What the task requires: Using the string "Unauthenticated" as the key, pull each matching line out of the records below.

Records supplied:
*** Begin section ***
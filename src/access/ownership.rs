use super::Resource;
use crate::{error::AppError, models::user::Principal};

/// Gate for update and delete. Kinds without an owner are open to every
/// authenticated principal.
pub fn authorize<T: Resource>(principal: &Principal, entity: &T) -> Result<(), AppError> {
    match entity.owner() {
        Some(owner) if owner != principal._id => Err(AppError::Forbidden(T::schema().label)),
        _ => Ok(()),
    }
}
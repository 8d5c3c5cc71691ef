use actix_web::{http::StatusCode, HttpResponse, ResponseError};
use serde::Serialize;
use thiserror::Error;
use tracing::error;

#[derive(Error, Debug)]
pub enum StoreError {
    #[error("duplicate value for a unique field")]
    Duplicate,
    #[error("store backend failure: {0}")]
    Backend(String),
    #[error("document codec failure: {0}")]
    Codec(String),
}

impl From<mongodb::error::Error> for StoreError {
    fn from(error: mongodb::error::Error) -> Self {
        use mongodb::error::{ErrorKind, WriteFailure};

        match error.kind.as_ref() {
            ErrorKind::Write(WriteFailure::WriteError(failure)) if failure.code == 11000 => {
                StoreError::Duplicate
            }
            _ => StoreError::Backend(error.to_string()),
        }
    }
}
impl From<mongodb::bson::ser::Error> for StoreError {
    fn from(error: mongodb::bson::ser::Error) -> Self {
        StoreError::Codec(error.to_string())
    }
}
impl From<mongodb::bson::de::Error> for StoreError {
    fn from(error: mongodb::bson::de::Error) -> Self {
        StoreError::Codec(error.to_string())
    }
}

#[derive(Error, Debug)]
pub enum AppError {
    #[error("{0}")]
    Validation(String),
    #[error("Not authorized, no valid token")]
    Unauthenticated,
    #[error("Invalid email or password")]
    InvalidCredentials,
    #[error("{0} not found")]
    NotFound(&'static str),
    #[error("Not authorized to modify this {0}")]
    Forbidden(&'static str),
    #[error("{0}")]
    Conflict(String),
    #[error(transparent)]
    Store(#[from] StoreError),
    #[error("internal error: {0}")]
    Internal(String),
}

impl AppError {
    pub fn missing_fields(fields: &[&str]) -> Self {
        AppError::Validation(format!(
            "Please provide all required fields: {}",
            fields.join(", ")
        ))
    }
    pub fn invalid(field: &str, reason: impl std::fmt::Display) -> Self {
        AppError::Validation(format!("Invalid {field}: {reason}"))
    }
}

#[derive(Serialize)]
struct ErrorBody {
    message: String,
}

impl ResponseError for AppError {
    fn status_code(&self) -> StatusCode {
        match self {
            AppError::Validation(_) => StatusCode::BAD_REQUEST,
            AppError::Unauthenticated | AppError::InvalidCredentials => StatusCode::UNAUTHORIZED,
            AppError::NotFound(_) => StatusCode::NOT_FOUND,
            AppError::Forbidden(_) => StatusCode::FORBIDDEN,
            AppError::Conflict(_) | AppError::Store(StoreError::Duplicate) => StatusCode::CONFLICT,
            AppError::Store(_) | AppError::Internal(_) => StatusCode::INTERNAL_SERVER_ERROR,
        }
    }

    fn error_response(&self) -> HttpResponse {
        let message = match self {
            AppError::Store(StoreError::Duplicate) => "Record already exists".to_string(),
            AppError::Store(_) | AppError::Internal(_) => {
                error!(error = %self, "request failed");
                "Server error".to_string()
            }
            other => other.to_string(),
        };
        HttpResponse::build(self.status_code()).json(ErrorBody { message })
    }
}
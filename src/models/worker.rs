use chrono::{DateTime, Utc};
use mongodb::bson::{self, oid::ObjectId};
use serde::{Deserialize, Serialize};

use super::user::Principal;
use crate::{
    access::{
        fields::{normalize_email, parse_date, to_utc},
        Patch, ReferenceNames, Resource, ResourceKind, Schema, SortOrder,
    },
    error::AppError,
};

pub static SCHEMA: Schema = Schema {
    kind: ResourceKind::Worker,
    label: "Worker",
    collection: "workers",
    required: &["firstName", "lastName", "email"],
    choices: &[],
    sort: &[
        ("lastName", SortOrder::Ascending),
        ("firstName", SortOrder::Ascending),
    ],
    owner: None,
    unique: &["email"],
    references: &[],
    name_fields: &["firstName", "lastName"],
};

#[derive(Debug, Deserialize, Serialize)]
#[serde(rename_all = "camelCase")]
pub struct Worker {
    #[serde(rename = "_id", skip_serializing_if = "Option::is_none")]
    pub _id: Option<ObjectId>,
    pub first_name: String,
    pub last_name: String,
    pub email: String,
    pub phone: Option<String>,
    pub job_title: Option<String>,
    pub department: Option<String>,
    pub date_hired: bson::DateTime,
    #[serde(default = "active_by_default")]
    pub active: bool,
    #[serde(skip_serializing_if = "Option::is_none")]
    pub created_at: Option<bson::DateTime>,
    #[serde(skip_serializing_if = "Option::is_none")]
    pub updated_at: Option<bson::DateTime>,
}
#[derive(Debug, Default, Deserialize)]
#[serde(default, rename_all = "camelCase")]
pub struct WorkerRequest {
    pub first_name: Patch<String>,
    pub last_name: Patch<String>,
    pub email: Patch<String>,
    pub phone: Patch<String>,
    pub job_title: Patch<String>,
    pub department: Patch<String>,
    pub date_hired: Patch<String>,
    pub active: Patch<bool>,
}
#[derive(Debug, Serialize)]
#[serde(rename_all = "camelCase")]
pub struct WorkerResponse {
    #[serde(rename = "_id")]
    pub _id: String,
    pub first_name: String,
    pub last_name: String,
    pub email: String,
    pub phone: Option<String>,
    pub job_title: Option<String>,
    pub department: Option<String>,
    pub date_hired: DateTime<Utc>,
    pub active: bool,
    pub created_at: Option<DateTime<Utc>>,
    pub updated_at: Option<DateTime<Utc>>,
}

fn active_by_default() -> bool {
    true
}

impl Resource for Worker {
    type Request = WorkerRequest;
    type Response = WorkerResponse;

    fn schema() -> &'static Schema {
        &SCHEMA
    }
    fn build(request: WorkerRequest, _principal: &Principal) -> Result<Self, AppError> {
        let email = request.email.required("email")?;
        let date_hired = match request.date_hired.into_option() {
            Some(raw) => parse_date("dateHired", &raw)?,
            None => bson::DateTime::now(),
        };
        Ok(Worker {
            _id: None,
            first_name: request.first_name.trimmed().required("firstName")?,
            last_name: request.last_name.trimmed().required("lastName")?,
            email: normalize_email("email", &email)?,
            phone: request.phone.non_blank().into_option().flatten(),
            job_title: request.job_title.non_blank().into_option().flatten(),
            department: request.department.non_blank().into_option().flatten(),
            date_hired,
            active: request.active.into_option().unwrap_or(true),
            created_at: None,
            updated_at: None,
        })
    }
    fn merge(&mut self, request: WorkerRequest) -> Result<(), AppError> {
        if request.date_hired == Patch::Null {
            return Err(AppError::invalid("dateHired", "cannot be cleared"));
        }
        request.first_name.trimmed().apply(&mut self.first_name);
        request.last_name.trimmed().apply(&mut self.last_name);
        request
            .email
            .try_map(|raw| normalize_email("email", &raw))?
            .apply(&mut self.email);
        request.phone.non_blank().apply_or_clear(&mut self.phone);
        request.job_title.non_blank().apply_or_clear(&mut self.job_title);
        request.department.non_blank().apply_or_clear(&mut self.department);
        request
            .date_hired
            .try_map(|raw| parse_date("dateHired", &raw))?
            .apply(&mut self.date_hired);
        match request.active {
            Patch::Null => self.active = active_by_default(),
            active => active.apply(&mut self.active),
        }
        Ok(())
    }
    fn present(self, _names: &ReferenceNames) -> WorkerResponse {
        WorkerResponse {
            _id: self._id.map(|_id| _id.to_hex()).unwrap_or_default(),
            first_name: self.first_name,
            last_name: self.last_name,
            email: self.email,
            phone: self.phone,
            job_title: self.job_title,
            department: self.department,
            date_hired: to_utc(self.date_hired),
            active: self.active,
            created_at: self.created_at.map(to_utc),
            updated_at: self.updated_at.map(to_utc),
        }
    }
}
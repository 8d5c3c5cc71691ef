use async_trait::async_trait;
use futures::stream::StreamExt;
use mongodb::{
    bson::{doc, oid::ObjectId, Document},
    options::{FindOptions, IndexOptions},
    Client, Collection, Database, IndexModel,
};

use super::{EntityStore, UNIQUE_KEYS};
use crate::error::StoreError;

pub struct MongoStore {
    db: Database,
}

impl MongoStore {
    pub async fn connect(uri: &str, database: &str) -> Result<Self, StoreError> {
        let client = Client::with_uri_str(uri).await?;
        Ok(Self {
            db: client.database(database),
        })
    }

    pub async fn ensure_indexes(&self) -> Result<(), StoreError> {
        for (name, field) in UNIQUE_KEYS {
            let index = IndexModel::builder()
                .keys(doc! { field: 1 })
                .options(IndexOptions::builder().unique(true).build())
                .build();
            self.collection(name).create_index(index, None).await?;
        }
        Ok(())
    }

    fn collection(&self, name: &str) -> Collection<Document> {
        self.db.collection::<Document>(name)
    }
}

#[async_trait]
impl EntityStore for MongoStore {
    async fn find_many(
        &self,
        collection: &str,
        filter: Document,
        sort: Option<Document>,
    ) -> Result<Vec<Document>, StoreError> {
        let options = FindOptions::builder().sort(sort).build();
        let mut cursor = self.collection(collection).find(filter, options).await?;

        let mut documents: Vec<Document> = Vec::new();
        while let Some(document) = cursor.next().await {
            documents.push(document?);
        }
        Ok(documents)
    }

    async fn find_one(
        &self,
        collection: &str,
        filter: Document,
    ) -> Result<Option<Document>, StoreError> {
        Ok(self.collection(collection).find_one(filter, None).await?)
    }

    async fn insert_one(
        &self,
        collection: &str,
        document: Document,
    ) -> Result<ObjectId, StoreError> {
        let result = self.collection(collection).insert_one(document, None).await?;
        result
            .inserted_id
            .as_object_id()
            .ok_or_else(|| StoreError::Codec("inserted id is not an ObjectId".to_string()))
    }

    async fn replace_one(
        &self,
        collection: &str,
        _id: &ObjectId,
        document: Document,
    ) -> Result<bool, StoreError> {
        let result = self
            .collection(collection)
            .replace_one(doc! { "_id": _id }, document, None)
            .await?;
        Ok(result.matched_count > 0)
    }

    async fn delete_one(&self, collection: &str, _id: &ObjectId) -> Result<bool, StoreError> {
        let result = self
            .collection(collection)
            .delete_one(doc! { "_id": _id }, None)
            .await?;
        Ok(result.deleted_count > 0)
    }
}
use chrono::{DateTime, Utc};
use mongodb::bson::{self, oid::ObjectId};
use serde::{Deserialize, Serialize};

use super::user::Principal;
use crate::{
    access::{
        fields::{parse_date, parse_reference, to_utc},
        Patch, Populate, Reference, ReferenceNames, Resource, ResourceKind, Schema, SortOrder,
    },
    error::AppError,
};

pub static SCHEMA: Schema = Schema {
    kind: ResourceKind::Incident,
    label: "Incident",
    collection: "incidents",
    required: &[
        "title",
        "description",
        "incident_type",
        "severity_level",
        "date",
        "site_id",
    ],
    choices: &[
        (
            "incident_type",
            &["Fall", "Electrical", "Equipment Failure", "Fire", "Chemical", "Other"],
        ),
        ("severity_level", &["Low", "Medium", "High"]),
    ],
    sort: &[("date", SortOrder::Descending)],
    owner: Some("user"),
    unique: &[],
    references: &[Reference {
        field: "site_id",
        target: ResourceKind::Site,
        populate: Populate::Never,
    }],
    name_fields: &["title"],
};

#[derive(Clone, Copy, Debug, Serialize, Deserialize, PartialEq, Eq)]
pub enum IncidentKind {
    Fall,
    Electrical,
    #[serde(rename = "Equipment Failure")]
    EquipmentFailure,
    Fire,
    Chemical,
    Other,
}
#[derive(Clone, Copy, Debug, Serialize, Deserialize, PartialEq, Eq)]
pub enum SeverityLevel {
    Low,
    Medium,
    High,
}

#[derive(Debug, Deserialize, Serialize)]
pub struct Incident {
    #[serde(skip_serializing_if = "Option::is_none")]
    pub _id: Option<ObjectId>,
    pub user: ObjectId,
    pub site_id: ObjectId,
    pub incident_type: IncidentKind,
    pub title: String,
    pub description: String,
    pub severity_level: SeverityLevel,
    pub date: bson::DateTime,
    #[serde(default)]
    pub resolved: bool,
    #[serde(rename = "createdAt", skip_serializing_if = "Option::is_none")]
    pub created_at: Option<bson::DateTime>,
    #[serde(rename = "updatedAt", skip_serializing_if = "Option::is_none")]
    pub updated_at: Option<bson::DateTime>,
}
#[derive(Debug, Default, Deserialize)]
#[serde(default)]
pub struct IncidentRequest {
    pub site_id: Patch<String>,
    pub incident_type: Patch<IncidentKind>,
    pub title: Patch<String>,
    pub description: Patch<String>,
    pub severity_level: Patch<SeverityLevel>,
    pub date: Patch<String>,
    pub resolved: Patch<bool>,
}
#[derive(Debug, Serialize)]
pub struct IncidentResponse {
    pub _id: String,
    pub user: String,
    pub site_id: String,
    pub incident_type: IncidentKind,
    pub title: String,
    pub description: String,
    pub severity_level: SeverityLevel,
    pub date: DateTime<Utc>,
    pub resolved: bool,
    #[serde(rename = "createdAt")]
    pub created_at: Option<DateTime<Utc>>,
    #[serde(rename = "updatedAt")]
    pub updated_at: Option<DateTime<Utc>>,
}

impl Resource for Incident {
    type Request = IncidentRequest;
    type Response = IncidentResponse;

    fn schema() -> &'static Schema {
        &SCHEMA
    }
    fn build(request: IncidentRequest, principal: &Principal) -> Result<Self, AppError> {
        Ok(Incident {
            _id: None,
            user: principal._id,
            site_id: parse_reference("site_id", &request.site_id.required("site_id")?)?,
            incident_type: request.incident_type.required("incident_type")?,
            title: request.title.trimmed().required("title")?,
            description: request.description.trimmed().required("description")?,
            severity_level: request.severity_level.required("severity_level")?,
            date: parse_date("date", &request.date.required("date")?)?,
            resolved: request.resolved.into_option().unwrap_or(false),
            created_at: None,
            updated_at: None,
        })
    }
    fn merge(&mut self, request: IncidentRequest) -> Result<(), AppError> {
        request
            .site_id
            .try_map(|raw| parse_reference("site_id", &raw))?
            .apply(&mut self.site_id);
        request.incident_type.apply(&mut self.incident_type);
        request.title.trimmed().apply(&mut self.title);
        request.description.trimmed().apply(&mut self.description);
        request.severity_level.apply(&mut self.severity_level);
        request
            .date
            .try_map(|raw| parse_date("date", &raw))?
            .apply(&mut self.date);
        request.resolved.apply_or_clear(&mut self.resolved);
        Ok(())
    }
    fn owner(&self) -> Option<ObjectId> {
        Some(self.user)
    }
    fn present(self, _names: &ReferenceNames) -> IncidentResponse {
        IncidentResponse {
            _id: self._id.map(|_id| _id.to_hex()).unwrap_or_default(),
            user: self.user.to_hex(),
            site_id: self.site_id.to_hex(),
            incident_type: self.incident_type,
            title: self.title,
            description: self.description,
            severity_level: self.severity_level,
            date: to_utc(self.date),
            resolved: self.resolved,
            created_at: self.created_at.map(to_utc),
            updated_at: self.updated_at.map(to_utc),
        }
    }
}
*** End section ***
Exercise output:
    Unauthenticated,
            AppError::Unauthenticated | AppError::InvalidCredentials => StatusCode::UNAUTHORIZED,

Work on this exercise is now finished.